# Charles W. Penrose

*1832–1925*

**Charles W. Penrose** (1832–1925) était un apôtre, éditeur, poète et théologien mormon d’origine britannique dont la carrière de six décennies en tant qu’écrivain et dirigeant de l’Église a fait de lui l’une des figures intellectuelles les plus redoutables du mormonisme du XIXe et du début du XXe siècle.

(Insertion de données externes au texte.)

use crate::frame::SyscallFrame;

/// Slots in the process table. Every run queue has the same capacity.
pub const MAX_PROCS: usize = 64;

/// Size of each process's privileged (ring 0) stack.
pub const KERNEL_STACK_SIZE: usize = 16 * 1024;

/// Stable index into the process table. Non-owning.
#[derive(Clone, Copy, Debug, PartialEq, Eq, PartialOrd, Ord, Hash)]
pub struct ProcessHandle(usize);

impl ProcessHandle {
    pub const fn from_index(index: usize) -> Self {
        ProcessHandle(index)
    }

    #[inline]
    pub const fn index(self) -> usize {
        self.0
    }
}

#[derive(Clone, Copy, Debug, PartialEq, Eq)]
pub enum ProcessState {
    Ready,
    Running,
    Terminated,
}

/// Everything the loader knows about a process before it first runs.
#[derive(Clone, Copy, Debug, PartialEq, Eq)]
pub struct ProcessImage {
    pub entry: u64,
    pub user_stack_top: u64,
    pub kernel_stack_top: u64,
    /// Physical address of the top-level page table.
    pub address_space: u64,
}

#[derive(Clone, Copy, Debug)]
pub struct Process {
    pub pid: u64,
    pub state: ProcessState,
    /// Sticky core index, picked at first admission.
    pub preferred_cpu: Option<usize>,
    /// `false` until the first save: `context` is meaningless and the
    /// process starts at `user_ip`/`user_sp`.
    pub has_context: bool,
    pub context: SyscallFrame,
    pub user_ip: u64,
    pub user_sp: u64,
    /// FS base, swapped on every switch.
    pub fs_base: u64,
    pub address_space: u64,
    pub kernel_stack_top: u64,
    in_use: bool,
}

impl Process {
    const fn vacant() -> Self {
        Process {
            pid: 0,
            state: ProcessState::Terminated,
            preferred_cpu: None,
            has_context: false,
            context: SyscallFrame::fresh(0, 0),
            user_ip: 0,
            user_sp: 0,
            fs_base: 0,
            address_space: 0,
            kernel_stack_top: 0,
            in_use: false,
        }
    }

    /// The frame to resume this process with.
    pub fn frame(&self) -> SyscallFrame {
        if self.has_context {
            self.context
        } else {
            SyscallFrame::fresh(self.user_ip, self.user_sp)
        }
    }

    /// Stores a snapshot taken when the process left the CPU.
    pub fn save(&mut self, frame: &SyscallFrame, fs_base: u64) {
        self.context = *frame;
        self.has_context = true;
        self.user_ip = frame.rip;
        self.user_sp = frame.rsp;
        self.fs_base = fs_base;
    }

    fn discard_context(&mut self) {
        self.has_context = false;
        self.context = SyscallFrame::default();
    }

    pub fn is_live(&self) -> bool {
        self.in_use && self.state != ProcessState::Terminated
    }
}

/// Returned when every slot is live or still referenced.
#[derive(Clone, Copy, Debug, PartialEq, Eq)]
pub struct TableFull;

impl core::fmt::Display for TableFull {
    fn fmt(&self, f: &mut core::fmt::Formatter<'_>) -> core::fmt::Result {
        write!(f, "process table full ({} slots)", MAX_PROCS)
    }
}

/// Fixed arena of processes. Owns every `Process`; everything else holds
/// a [`ProcessHandle`].
pub struct ProcessTable {
    slots: [Process; MAX_PROCS],
    next_pid: u64,
}

impl ProcessTable {
    pub const fn new() -> Self {
        ProcessTable {
            slots: [const { Process::vacant() }; MAX_PROCS],
            next_pid: 1,
        }
    }

    /// Fills the first reusable slot. A slot is reusable when it was never
    /// used, or holds a terminated process that `referenced` no longer
    /// reports as sitting in a queue or on a core.
    pub fn allocate(
        &mut self,
        image: &ProcessImage,
        referenced: impl Fn(ProcessHandle) -> bool,
    ) -> Result<ProcessHandle, TableFull> {
        let index = self
            .slots
            .iter()
            .enumerate()
            .position(|(i, slot)| {
                !slot.in_use
                    || (slot.state == ProcessState::Terminated
                        && !referenced(ProcessHandle(i)))
            })
            .ok_or(TableFull)?;

        let pid = self.next_pid;
        self.next_pid += 1;

        // Enters Ready only when admitted.
        self.slots[index] = Process {
            pid,
            state: ProcessState::Ready,
            preferred_cpu: None,
            has_context: false,
            context: SyscallFrame::default(),
            user_ip: image.entry,
            user_sp: image.user_stack_top,
            fs_base: 0,
            address_space: image.address_space,
            kernel_stack_top: image.kernel_stack_top,
            in_use: true,
        };
        Ok(ProcessHandle(index))
    }

    pub fn get(&self, handle: ProcessHandle) -> Option<&Process> {
        self.slots.get(handle.0).filter(|p| p.in_use)
    }

    pub fn get_mut(&mut self, handle: ProcessHandle) -> Option<&mut Process> {
        self.slots.get_mut(handle.0).filter(|p| p.in_use)
    }

    /// Marks the process terminated and drops its saved context. Returns
    /// false if it was already terminated or the handle is stale.
    pub fn terminate(&mut self, handle: ProcessHandle) -> bool {
        match self.get_mut(handle) {
            Some(p) if p.state != ProcessState::Terminated => {
                p.state = ProcessState::Terminated;
                p.discard_context();
                true
            }
            _ => false,
        }
    }

    pub fn find_by_pid(&self, pid: u64) -> Option<ProcessHandle> {
        self.slots
            .iter()
            .position(|p| p.in_use && p.pid == pid)
            .map(ProcessHandle)
    }

    /// [`find_by_pid`](Self::find_by_pid) then [`terminate`](Self::terminate)
    /// in one borrow of the table. `None` if no live process has `pid`.
    pub fn terminate_pid(&mut self, pid: u64) -> Option<ProcessHandle> {
        let handle = self.find_by_pid(pid)?;
        self.terminate(handle).then_some(handle)
    }
}

impl Default for ProcessTable {
    fn default() -> Self {
        Self::new()
    }
}

#[cfg(test)]
mod tests {
    use super::*;
    use crate::frame::INITIAL_RFLAGS;

    fn image(entry: u64) -> ProcessImage {
        ProcessImage {
            entry,
            user_stack_top: 0x80_0000,
            kernel_stack_top: 0xffff_8000_0001_0000,
            address_space: 0x1000,
        }
    }

    #[test]
    fn pids_are_unique_and_start_at_one() {
        let mut table = ProcessTable::new();
        let a = table.allocate(&image(1), |_| false).unwrap();
        let b = table.allocate(&image(2), |_| false).unwrap();
        assert_eq!(table.get(a).unwrap().pid, 1);
        assert_eq!(table.get(b).unwrap().pid, 2);
        assert_eq!(table.find_by_pid(2), Some(b));
        assert_eq!(table.find_by_pid(9), None);
    }

    #[test]
    fn fresh_process_materialises_initial_frame() {
        let mut table = ProcessTable::new();
        let h = table.allocate(&image(0x40_0000), |_| false).unwrap();
        let frame = table.get(h).unwrap().frame();
        assert_eq!(frame.rip, 0x40_0000);
        assert_eq!(frame.rsp, 0x80_0000);
        assert_eq!(frame.rflags, INITIAL_RFLAGS);
    }

    #[test]
    fn save_switches_to_resumed_context() {
        let mut table = ProcessTable::new();
        let h = table.allocate(&image(0x40_0000), |_| false).unwrap();
        let mut snapshot = SyscallFrame::fresh(0x40_0123, 0x7f_f000);
        snapshot.rbx = 42;

        let p = table.get_mut(h).unwrap();
        p.save(&snapshot, 0xdead_0000);
        assert!(p.has_context);
        assert_eq!(p.frame(), snapshot);
        assert_eq!((p.user_ip, p.user_sp, p.fs_base), (0x40_0123, 0x7f_f000, 0xdead_0000));
    }

    #[test]
    fn terminate_is_one_shot_and_drops_context() {
        let mut table = ProcessTable::new();
        let h = table.allocate(&image(1), |_| false).unwrap();
        table.get_mut(h).unwrap().save(&SyscallFrame::fresh(5, 6), 0);

        assert!(table.terminate(h));
        assert!(!table.terminate(h));
        let p = table.get(h).unwrap();
        assert_eq!(p.state, ProcessState::Terminated);
        assert!(!p.has_context);
        assert!(!p.is_live());
    }

    #[test]
    fn terminate_pid_hits_only_live_matches() {
        let mut table = ProcessTable::new();
        let a = table.allocate(&image(1), |_| false).unwrap();
        let b = table.allocate(&image(2), |_| false).unwrap();

        assert_eq!(table.terminate_pid(2), Some(b));
        assert_eq!(table.terminate_pid(2), None);
        assert_eq!(table.terminate_pid(7), None);
        assert_eq!(table.get(a).unwrap().state, ProcessState::Ready);

        // The freed slot comes back under a new pid; the old one stays dead.
        let c = table.allocate(&image(3), |_| false).unwrap();
        assert_eq!(c, b);
        assert_eq!(table.terminate_pid(2), None);
        assert_eq!(table.get(c).unwrap().state, ProcessState::Ready);
    }

    #[test]
    fn referenced_terminated_slots_are_not_reused() {
        let mut table = ProcessTable::new();
        let first = table.allocate(&image(1), |_| false).unwrap();
        table.terminate(first);

        let second = table.allocate(&image(2), |h| h == first).unwrap();
        assert_ne!(second, first);

        let third = table.allocate(&image(3), |_| false).unwrap();
        assert_eq!(third, first);
        assert_eq!(table.get(third).unwrap().pid, 3);
    }

    #[test]
    fn allocation_fails_when_full() {
        let mut table = ProcessTable::new();
        for i in 0..MAX_PROCS {
            table.allocate(&image(i as u64), |_| false).unwrap();
        }
        assert_eq!(table.allocate(&image(0), |_| false), Err(TableFull));
    }
}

Né à Londres, Penrose s’est converti à l’Église de Jésus-Christ des Saints des Derniers Jours en 1850 et a émigré en Utah en 1861. Il a été rédacteur en chef du*Deseret News*pendant deux périodes importantes et est devenu l’un des intellectuels publics les plus prolifiques de l’Église, écrivant des essais doctrinaux, des hymnes—dont le bien-aimé*O Ye Mountains High*—et des défenses polémiques de la théologie mormone. Il a été ordonné apôtre en 1904 et a servi comme deuxième conseiller dans la Première Présidence sous les présidents Joseph F. Smith et Heber J. Grant jusqu’à peu avant sa mort.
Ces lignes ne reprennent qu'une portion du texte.